Start with physical things... Your mattress, your car, your cookware, your grandmother's bureau, your favorite brand of ice cream. As you write these things down, you may think that other people would find them silly, but that doesn't matter. If a thing in your life is so important to you that living without it is inconceivable, write it down.

Then write down the non-physical things in your life that you absolutely can't do without, at least not for long... Your book club, your bowling team, your unlimited sports channel subscription, your best friend, your grandkids. Again, doesn't matter if they look silly once you write them down. These are the things that mean the most to you, personally.

Now...imagine what you'd do if you woke up tomorrow in a place where you didn't have and couldn't get immediate access to these things.

The things you can't imagine being without for weeks or months...the things you can't imagine being able to find substitutes for...the things you must have but know you couldn't easily bring with you to another country...these are your "deal breakers."

If you have a lot of them, reconsider leaving them behind and moving overseas. If you have only a few, think about how you'd create substitutes or work around them for extended periods of time. If you don't have any deal breakers at all, you're very unusual...and very lucky when it comes to thinking about retiring abroad.

2. Now think about the actual physical environment you want to live in. Many expats retire abroad for what they hope is better weather... but is that better weather in a city? A little village? A farm in the country? On a mountaintop? By the beach? Is it dry or humid? Does it have a supermarket close by? Is it close to an airport or bus line? How close is the nearest acceptable hospital? Can you use your military TRICARE benefits there? How is the Internet service?

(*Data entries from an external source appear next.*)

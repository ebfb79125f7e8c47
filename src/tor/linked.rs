//! Statically linked Tor

use super::api::{ArgVector, TorApi};
use super::sys;
use tracing::debug;

/// The Tor library linked into this binary
#[derive(Debug, Clone, Copy, Default)]
pub struct LinkedTor;

/// Native configuration plus the argv it borrows
pub struct LinkedConfig {
    raw: *mut sys::tor_main_configuration_t,
    // Referenced by `raw`; dropped after it
    _argv: ArgVector,
}

// The configuration is only touched by one thread at a time: built on the
// starting thread, then moved to the thread running `tor_run_main`.
unsafe impl Send for LinkedConfig {}

impl Drop for LinkedConfig {
    fn drop(&mut self) {
        unsafe { sys::tor_main_configuration_free(self.raw) };
    }
}

impl TorApi for LinkedTor {
    type Config = LinkedConfig;

    fn configure(&self, mut argv: ArgVector) -> Result<LinkedConfig, i32> {
        let raw = unsafe { sys::tor_main_configuration_new() };
        if raw.is_null() {
            return Err(-1);
        }

        let code =
            unsafe { sys::tor_main_configuration_set_command_line(raw, argv.argc(), argv.argv()) };

        // From here on the drop order of LinkedConfig frees both halves
        let config = LinkedConfig { raw, _argv: argv };
        if code != 0 {
            debug!("tor_main_configuration_set_command_line returned {}", code);
            return Err(code);
        }

        Ok(config)
    }

    fn run_main(&self, config: &LinkedConfig) -> i32 {
        unsafe { sys::tor_run_main(config.raw) }
    }
}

A lot more goes into the physical characteristics of a particular place than just the average annual temperature and rainfall. Think hard about all the nuances you're looking for in a geographic location to spend your retirement

Courtesy of Eoin Bassett, InternationalLiving.com

3. Once you have a short list of the locations you think you'd like as a retirement home...visit them. Get your boots on the ground. You can do years of research, but the gut feeling you get after actually spending some time in a place will be your most important guide. If you love a place on paper but hate it in the pit of your stomach as soon as you get off the plane, you won't be happy there. And stay longer than a typical vacation if you can. The difference between being somewhere for a week or two and being there for three or four months is enormous. And plan your visit during "low" season. Almost every place on earth has a low season when even the locals try to go somewhere else for a while to escape the heat, the cold, the rain, the wind, the pollen, the smoke... whatever constitutes that location's low season. Anybody can be happy in a place during its best time of year. You should try to be there during the worst season and see how you handle it, because you may be living there year around.

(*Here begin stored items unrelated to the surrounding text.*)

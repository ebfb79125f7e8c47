//! Integration tests against the statically linked Tor
//!
//! These need a binary built with `--features linked-tor` and a
//! tor-static tree under `TOR_STATIC_DIR`.
//! Run with: `cargo test --features linked-tor --test linked_tor -- --ignored`

#![cfg(feature = "linked-tor")]

use embedtor::{Creator, EmbeddedCreator, ProcessError};
use tokio_util::sync::CancellationToken;

#[tokio::test]
#[ignore = "requires statically linked Tor"]
async fn test_linked_version_exits_cleanly() {
    let creator = EmbeddedCreator::linked();
    let mut process = creator
        .create(CancellationToken::new(), vec!["--version".to_string()])
        .unwrap();

    process.start().unwrap();
    process.wait().await.unwrap();
}

#[tokio::test]
#[ignore = "requires statically linked Tor"]
async fn test_linked_rejects_unknown_option() {
    let creator = EmbeddedCreator::linked();
    let mut process = creator
        .create(
            CancellationToken::new(),
            vec!["--NoSuchOption".to_string(), "1".to_string()],
        )
        .unwrap();

    process.start().unwrap();
    assert!(matches!(
        process.wait().await,
        Err(ProcessError::Exit { .. })
    ));
}

#[tokio::test]
#[ignore = "requires statically linked Tor"]
async fn test_linked_control_conn_unsupported() {
    let creator = EmbeddedCreator::linked();
    let mut process = creator.create(CancellationToken::new(), Vec::new()).unwrap();
    assert!(matches!(
        process.embedded_control_conn().err(),
        Some(ProcessError::ControlConnUnsupported)
    ));
}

4. Establish a network of like-minded people before you visit. Expert Facebook pages, forums, and community bulletin boards like the International Living Community Page are ideal for this. Nowadays it's possible to get on the Internet and talk to folks who are already living where you're thinking of going. Introduce yourself. Get to know them. Ask them questions. They've plowed the ground already. Benefit from their experience and establish relationships before you go.

5. Don't worry if your family and friends call you crazy. Some of them will. Some of them won't understand how you could possibly even consider moving to another country, even after you explain to them that you'll be living more affordably in better weather and having more fun than you do right now.

Let's face it...for the majority of people, retiring abroad is not the right thing to do. And that's fine for them...and it's fine for you as well, if you do the research and decide that staying exactly where you are is the best thing for you. But don't let other people dissuade you about retiring abroad until you know for yourself whether it's right for you or not...by following the five steps we just outlined.